Cuando se habla de trastornos del neurodesarrollo, uno de los diagnósticos más conocidos es el Trastorno del Espectro Autista. Sin embargo, las profesionales insisten en que precisamente la palabra "espectro" ayuda a entender que no existe un único perfil de autismo. Cada persona presenta unas características diferentes y dos niños con el mismo diagnóstico pueden tener necesidades completamente distintas. Explican que, para establecer un diagnóstico de TEA, deben cumplirse una serie de criterios generales, aunque la forma en la que estos se manifiestan varía enormemente de una persona a otra. Uno de esos bloques hace referencia a la presencia de patrones repetitivos de comportamiento o de intereses muy específicos. Algunos niños desarrollan un conocimiento muy profundo sobre un tema concreto y concentran gran parte de su atención en él; otros presentan determinadas estereotipias o necesitan mantener ciertas rutinas para sentirse seguros.
El segundo gran bloque diagnóstico está relacionado con la comunicación social. Y aquí, advierten, suele producirse uno de los malentendidos más frecuentes. Tener dificultades en la comunicación social no significa necesariamente no hablar. De hecho, explican que algunas personas dentro del espectro poseen un vocabulario extraordinariamente amplio y una gran capacidad para expresarse. Las dificultades pueden aparecer en otros aspectos de la comunicación, especialmente en aquellos códigos sociales que las personas neurotípicas suelen adquirir en su interacción con el entorno y las conductas sociales.
Ponen un ejemplo muy sencillo: saludar dando dos besos. No existe ninguna norma escrita que obligue a hacerlo; simplemente es una convención social aprendida. Comprender ese tipo de códigos, interpretar determinadas normas implícitas o desenvolverse en situaciones sociales puede resultar especialmente complejo para algunas personas dentro del espectro autista, aunque su lenguaje oral sea completamente fluido.

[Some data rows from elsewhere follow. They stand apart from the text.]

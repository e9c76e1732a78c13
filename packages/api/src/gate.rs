//! # Session gate — which page requests need a signed-in user
//!
//! The rule set is tiny and shared by both enforcement points: the axum
//! middleware in the `web` binary (full page loads) and the app shell in the
//! same binary (in-app navigation).
//!
//! - No session, page other than `/` or `/login` → redirect to `/login`.
//! - Session present, page is `/login` → redirect to `/timeline`.
//! - Anything else passes.
//!
//! Callers that cannot determine the session (store error, failed refresh)
//! pass [`SessionState::Absent`], so the gate fails closed.

/// Public landing page.
pub const LANDING_PATH: &str = "/";
/// Login page.
pub const LOGIN_PATH: &str = "/login";
/// Default page for a signed-in user.
pub const HOME_PATH: &str = "/timeline";

/// Path prefixes that are not pages and are never gated.
const UNGATED_PREFIXES: &[&str] = &["/api/", "/assets/", "/_dioxus", "/wasm/", "/auth/callback"];

#[derive(Clone, Copy, Debug, PartialEq, Eq)]
pub enum SessionState {
    Present,
    Absent,
}

impl From<bool> for SessionState {
    fn from(present: bool) -> Self {
        if present {
            SessionState::Present
        } else {
            SessionState::Absent
        }
    }
}

#[derive(Clone, Copy, Debug, PartialEq, Eq)]
pub enum GateDecision {
    Allow,
    Redirect(&'static str),
}

/// Decide what happens to a request for `path`.
pub fn decide(path: &str, session: SessionState) -> GateDecision {
    let path = normalize(path);
    match session {
        SessionState::Absent if path != LANDING_PATH && path != LOGIN_PATH => {
            GateDecision::Redirect(LOGIN_PATH)
        }
        SessionState::Present if path == LOGIN_PATH => GateDecision::Redirect(HOME_PATH),
        _ => GateDecision::Allow,
    }
}

/// Whether a request path is a page the gate applies to.
pub fn is_gated(path: &str) -> bool {
    if path == "/favicon.ico" {
        return false;
    }
    !UNGATED_PREFIXES
        .iter()
        .any(|prefix| path.starts_with(prefix) || path == prefix.trim_end_matches('/'))
}

/// Drops the query and a trailing slash: `/login/?next=x` → `/login`.
fn normalize(path: &str) -> &str {
    let path = path.split(['?', '#']).next().unwrap_or(path);
    match path.trim_end_matches('/') {
        "" => LANDING_PATH,
        trimmed => trimmed,
    }
}

#[cfg(test)]
mod tests {
    use super::*;

    #[test]
    fn test_protected_page_without_session() {
        assert_eq!(
            decide("/timeline", SessionState::Absent),
            GateDecision::Redirect("/login")
        );
        assert_eq!(
            decide("/playlist", SessionState::Absent),
            GateDecision::Redirect("/login")
        );
    }

    #[test]
    fn test_login_with_session() {
        assert_eq!(
            decide("/login", SessionState::Present),
            GateDecision::Redirect("/timeline")
        );
        assert_eq!(
            decide("/login/?from=nav", SessionState::Present),
            GateDecision::Redirect("/timeline")
        );
    }

    #[test]
    fn test_public_pages_pass() {
        assert_eq!(decide("/", SessionState::Absent), GateDecision::Allow);
        assert_eq!(decide("/login", SessionState::Absent), GateDecision::Allow);
        assert_eq!(decide("/", SessionState::Present), GateDecision::Allow);
    }

    #[test]
    fn test_signed_in_pages_pass() {
        for path in ["/timeline", "/gallery", "/notes", "/letters", "/playlist"] {
            assert_eq!(decide(path, SessionState::Present), GateDecision::Allow);
        }
    }

    #[test]
    fn test_session_state_from_bool() {
        assert_eq!(SessionState::from(true), SessionState::Present);
        assert_eq!(SessionState::from(false), SessionState::Absent);
    }

    #[test]
    fn test_non_pages_are_not_gated() {
        assert!(!is_gated("/api/notes"));
        assert!(!is_gated("/assets/main-abc123.css"));
        assert!(!is_gated("/_dioxus/hot-reload"));
        assert!(!is_gated("/wasm/web_bg.wasm"));
        assert!(!is_gated("/favicon.ico"));
        assert!(!is_gated("/api"));
        assert!(is_gated("/"));
        assert!(is_gated("/timeline"));
        assert!(is_gated("/apiary"));
    }
}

Las especialistas insisten en que precisamente esa enorme diversidad hace que las comparaciones resulten especialmente injustas. Muchas familias llegan a consulta convencidas de que su hijo "no puede ser autista" porque conocen a otra persona con el mismo diagnóstico que presenta unas características completamente diferentes. Sin embargo, recuerdan que el espectro abarca realidades muy distintas y que ningún diagnóstico puede entenderse a partir de un único ejemplo.